Dari sisi data, inflasi PCE AS April tercatat 3,8% YoY (sesuai ekspektasi) dan naik 0,4% MoM, melambat dari 0,7% pada Maret. TD Securities menilai data ini membuka ruang bagi The Fed untuk menahan suku bunga ketimbang kembali mengetatkan, meski risalah rapat akhir April menunjukkan semakin banyak pejabat yang terbuka pada kemungkinan kenaikan suku bunga jika inflasi tidak mereda.
Secara teknikal, pemulihan Emas juga terjadi setelah Pasar sempat menilai harga mendekati area yang dipandang penting oleh sebagian pelaku Pasar, termasuk uji terhadap rata-rata pergerakan jangka panjang. Dengan kombinasi Dolar yang lebih lemah, Minyak yang turun, dan harapan de-eskalasi, Emas mendapat “ruang napas” setelah tekanan beberapa sesi terakhir.(yds)
Sumber: Newsmaker.id
Analisis Mendalam Pasar Emas
Pergerakan harga Emas dipengaruhi oleh berbagai faktor fundamental dan teknikal. Berikut analisis komprehensif untuk memahami dinamika Pasar Emas terkini.
Faktor Fundamental yang Mempengaruhi Harga Emas
- Kebijakan Moneter Global: suku bunga bank sentral utama seperti The Fed mempengaruhi daya tarik Emas sebagai safe-haven asset.
- Geopolitical Tensions: Ketegangan geopolitik meningkatkan permintaan Emas sebagai aset pelindung.
- Inflasi dan Data Ekonomi: Laporan inflasi dan pertumbuhan ekonomi mempengaruhi sentimen investor terhadap Emas.
- Nilai US Dollar: Hubungan invers antara dollar AS dan harga Emas tetap menjadi faktor kunci.
Analisis Teknikal Emas
Berdasarkan data dari platform analisis terkemuka, pola teknikal menunjukkan potensi pergerakan harga dalam jangka pendek dan menengah. Support dan resistance level kunci perlu dipantau untuk menentukan entry point yang optimal.
Strategi Analisis Trading Emas
Untuk trader dan investor, penting untuk memiliki strategi yang jelas dalam trading Emas. Beberapa pendekatan yang bisa dipertimbangkan:
- Position Trading berdasarkan trend jangka panjang
- Swing Trading memanfaatkan fluktuasi harga menengah
- Hedging terhadap portofolio investasi
Outlook dan Rekomendasi
Dengan mempertimbangkan berbagai faktor fundamental dan sinyal teknikal, outlook Pasar Emas menunjukkan potensi continued volatility dengan bias positif dalam jangka menengah. Disarankan untuk selalu update dengan analisis terbaru dari sumber terpercaya.

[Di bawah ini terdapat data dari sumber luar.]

use bytemuck::{Pod, Zeroable};

/// Axis-aligned rectangle in logical pixels, y down.
#[derive(Debug, Clone, Copy, PartialEq)]
pub struct QuadRect {
    pub x: f32,
    pub y: f32,
    pub width: f32,
    pub height: f32,
}

impl QuadRect {
    pub fn new(x: f32, y: f32, width: f32, height: f32) -> Self {
        Self {
            x,
            y,
            width,
            height,
        }
    }

    pub fn full(width: u32, height: u32) -> Self {
        Self::new(0.0, 0.0, width.max(1) as f32, height.max(1) as f32)
    }

    pub fn contains(&self, point: [f32; 2]) -> bool {
        point[0] >= self.x
            && point[0] < self.x + self.width
            && point[1] >= self.y
            && point[1] < self.y + self.height
    }

    /// Position relative to the rect, `[0, 1]` inside it.
    pub fn to_uv(&self, point: [f32; 2]) -> [f32; 2] {
        [
            (point[0] - self.x) / self.width.max(f32::EPSILON),
            (point[1] - self.y) / self.height.max(f32::EPSILON),
        ]
    }

    /// This rect expressed as a fraction of a `width` x `height` canvas.
    pub fn normalized_in(&self, width: u32, height: u32) -> [f32; 4] {
        let w = width.max(1) as f32;
        let h = height.max(1) as f32;
        [self.x / w, self.y / h, self.width / w, self.height / h]
    }
}

/// Largest rect with the content's aspect that fits the canvas, centred and
/// snapped to whole pixels.
pub fn contain_rect(canvas_w: u32, canvas_h: u32, content_w: u32, content_h: u32) -> QuadRect {
    let iw = content_w.max(1) as f32;
    let ih = content_h.max(1) as f32;
    let cw = canvas_w.max(1) as f32;
    let ch = canvas_h.max(1) as f32;
    let scale = (cw / iw).min(ch / ih).max(0.0);
    let scale = if scale.is_finite() { scale } else { 1.0 };
    let w = (iw * scale).round().clamp(1.0, cw) as u32;
    let h = (ih * scale).round().clamp(1.0, ch) as u32;
    let (ox, oy) = center_offset(w, h, canvas_w.max(1), canvas_h.max(1));
    QuadRect::new(ox as f32, oy as f32, w as f32, h as f32)
}

fn center_offset(inner_w: u32, inner_h: u32, outer_w: u32, outer_h: u32) -> (u32, u32) {
    let ox = outer_w.saturating_sub(inner_w) / 2;
    let oy = outer_h.saturating_sub(inner_h) / 2;
    (ox, oy)
}

#[repr(C)]
#[derive(Debug, Clone, Copy, PartialEq, Pod, Zeroable)]
pub struct GridVertex {
    pub position: [f32; 2],
    pub uv: [f32; 2],
}

/// Regular `segments` x `segments` grid covering a [`QuadRect`].
#[derive(Debug, Clone, PartialEq)]
pub struct GridMesh {
    pub rect: QuadRect,
    pub segments: u32,
    pub vertices: Vec<GridVertex>,
    pub indices: Vec<u32>,
}

impl GridMesh {
    pub fn new(rect: QuadRect, segments: u32) -> Self {
        let segments = segments.max(1);
        let stride = segments + 1;
        let mut vertices = Vec::with_capacity((stride * stride) as usize);
        for row in 0..=segments {
            let v = row as f32 / segments as f32;
            for col in 0..=segments {
                let u = col as f32 / segments as f32;
                vertices.push(GridVertex {
                    position: [rect.x + u * rect.width, rect.y + v * rect.height],
                    uv: [u, v],
                });
            }
        }

        let mut indices = Vec::with_capacity((segments * segments * 6) as usize);
        for row in 0..segments {
            for col in 0..segments {
                let tl = row * stride + col;
                let tr = tl + 1;
                let bl = tl + stride;
                let br = bl + 1;
                indices.extend_from_slice(&[tl, bl, tr, tr, bl, br]);
            }
        }

        Self {
            rect,
            segments,
            vertices,
            indices,
        }
    }

    pub fn triangle_count(&self) -> usize {
        self.indices.len() / 3
    }
}

#[cfg(test)]
mod tests {
    use super::*;

    #[test]
    fn contain_centres_wide_content() {
        let rect = contain_rect(100, 100, 200, 100);
        assert_eq!(rect, QuadRect::new(0.0, 25.0, 100.0, 50.0));
    }

    #[test]
    fn contain_centres_tall_content() {
        let rect = contain_rect(200, 100, 50, 100);
        assert_eq!(rect, QuadRect::new(75.0, 0.0, 50.0, 100.0));
    }

    #[test]
    fn grid_covers_rect() {
        let mesh = GridMesh::new(QuadRect::new(10.0, 20.0, 40.0, 30.0), 4);
        assert_eq!(mesh.vertices.len(), 25);
        assert_eq!(mesh.triangle_count(), 32);
        assert_eq!(mesh.vertices[0].position, [10.0, 20.0]);
        assert_eq!(mesh.vertices[24].position, [50.0, 50.0]);
        assert_eq!(mesh.vertices[24].uv, [1.0, 1.0]);
        assert!(mesh.indices.iter().all(|&i| (i as usize) < mesh.vertices.len()));
    }

    #[test]
    fn normalized_rect_is_relative_to_canvas() {
        let rect = QuadRect::new(25.0, 0.0, 50.0, 100.0);
        assert_eq!(rect.normalized_in(100, 100), [0.25, 0.0, 0.5, 1.0]);
    }
}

Panduan Analisis Pasar Keuangan
Untuk sukses dalam trading dan investasi, penting untuk memahami berbagai alat analisis yang tersedia:
Analisis Fundamental
Analisis fundamental melibatkan studi mendalam tentang kondisi ekonomi, kebijakan moneter, dan faktor makro yang mempengaruhi Pasar. Tools seperti kalender ekonomi dan laporan fundamental menjadi kunci.
Analisis Teknikal
Analisis teknikal menggunakan data harga historis dan volume untuk memprediksi pergerakan masa depan. Indikator seperti moving average, RSI, dan MACD sering digunakan oleh trader.
Manajemen Risiko
Implementasi manajemen risiko yang tepat, termasuk position sizing dan stop-loss, sangat penting untuk keberlanjutan trading dalam jangka panjang.